# What is creating loopback interface? [Solved]

## Bones McCracker

I have two ~x86 machines; both have dhcpcd starting in their default runlevel and no other network-related scripts running (no /etc/init.d/net and no /etc/init.d/network).

Machine A ends up with the eth0 and lo interfaces up (with lo assigned 127.0.0.1).

Machine B end up with only the eth0 interface up (and no loopback interface).

I know how to "fix" this (by using either the net or network script (both config files are completely commented out anyway), or somehow issuing 'ifconfig lo 127.0.0.1' manually).  This is not a problem.  My problem is the mystery.

So I have two questions:

1.  What would be brining up 'lo' on machine A?
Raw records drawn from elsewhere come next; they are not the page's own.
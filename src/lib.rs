//! MCP client core: JSON-RPC transports (subprocess stdio and HTTP/SSE),
//! the initialize/discover/call protocol client, a namespaced tool
//! catalog with risk classification, and a cancellable agent tool-call
//! loop that streams its progress.

pub mod agent;
pub mod catalog;
pub mod client;
pub mod config;
pub mod model;
pub mod protocol;
pub mod runs;
pub mod transport;
//! Model endpoint seam: conversation types and the provider trait the
//! agent loop drives.

mod openai;

pub use openai::OpenAiProvider;

use async_trait::async_trait;
use serde::Serialize;
use serde_json::Value;
use thiserror::Error;

use crate::catalog::ToolDescriptor;

#[derive(Debug, Clone, Copy, PartialEq, Eq, Serialize)]
#[serde(rename_all = "lowercase")]
pub enum Role {
    System,
    User,
    Assistant,
    Tool,
}

/// One unit of model-visible content. Tool invocations and their results
/// travel through the conversation as first-class blocks.
#[derive(Debug, Clone, PartialEq, Serialize)]
#[serde(tag = "type", rename_all = "snake_case")]
pub enum ContentBlock {
    Text {
        text: String,
    },
    ToolUse {
        id: String,
        name: String,
        input: Value,
    },
    ToolResult {
        tool_use_id: String,
        content: Value,
        is_error: bool,
    },
}

#[derive(Debug, Clone, PartialEq, Serialize)]
pub struct ChatMessage {
    pub role: Role,
    pub blocks: Vec<ContentBlock>,
}

impl ChatMessage {
    pub fn text(role: Role, text: impl Into<String>) -> Self {
        Self {
            role,
            blocks: vec![ContentBlock::Text { text: text.into() }],
        }
    }

    /// Concatenation of the message's plain-text blocks.
    pub fn plain_text(&self) -> String {
        let mut out = String::new();
        for block in &self.blocks {
            if let ContentBlock::Text { text } = block {
                if !out.is_empty() {
                    out.push('\n');
                }
                out.push_str(text);
            }
        }
        out
    }
}

/// Why the model stopped emitting content.
#[derive(Debug, Clone, Copy, PartialEq, Eq)]
pub enum StopReason {
    /// Natural end of turn; the loop finishes.
    EndTurn,
    /// The model wants tool results before continuing.
    ToolUse,
}

#[derive(Debug, Clone)]
pub struct ModelRequest {
    pub model: String,
    pub messages: Vec<ChatMessage>,
    /// The enabled tool catalog, addressed by full name.
    pub tools: Vec<ToolDescriptor>,
}

/// One reply from the model endpoint.
#[derive(Debug, Clone)]
pub struct ModelTurn {
    pub blocks: Vec<ContentBlock>,
    pub stop: StopReason,
}

#[derive(Debug, Error)]
pub enum ModelError {
    #[error("network error calling model endpoint: {source}")]
    Network {
        #[source]
        source: reqwest::Error,
    },
    #[error("model endpoint requires an API key in ${var}")]
    MissingApiKey { var: String },
    #[error("model endpoint returned status {status}: {body}")]
    Endpoint { status: u16, body: String },
    #[error("model endpoint returned an invalid response: {reason}")]
    InvalidResponse { reason: String },
}

impl ModelError {
    pub fn invalid(reason: impl Into<String>) -> Self {
        Self::InvalidResponse {
            reason: reason.into(),
        }
    }
}

/// The single seam between the agent loop and whatever serves the model.
#[async_trait]
pub trait ModelProvider: Send + Sync {
    async fn complete(&self, request: ModelRequest) -> Result<ModelTurn, ModelError>;
}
Both machines are baselayout 2 with openrc-0.9.3-r1.  One is configured as a desktop (xdm runs in default runlevel), and the other as a server (presently, only xinetd running, in default runlevel).  The other services are all typical and common to both machines (syslog-ng, vixie-cron, sshd, ntpd).

Neither /etc/init.d/net nor /etc/init.d/network is assigned to any runlevel, nor is there any "need net" or "need network" specified as part of anything in /etc/init.d/ (as best I can tell, there are only "uses net", "uses network", "after net", and the like.  'rc-update show' does not show net or network has having been 'hotplugged' or 'needed'.

There is nothing different between the two machines in /etc/rc.conf or /etc/conf.d/udev.

There is nothing different in /etc/udev/udev.conf and /etc/udev/rules.d/ has only the typical stuff in it.

Both machines have /sys/devices/virtual/net/lo/ with all the typical files present, the only difference being and lo has a carrier and operating state on machine A.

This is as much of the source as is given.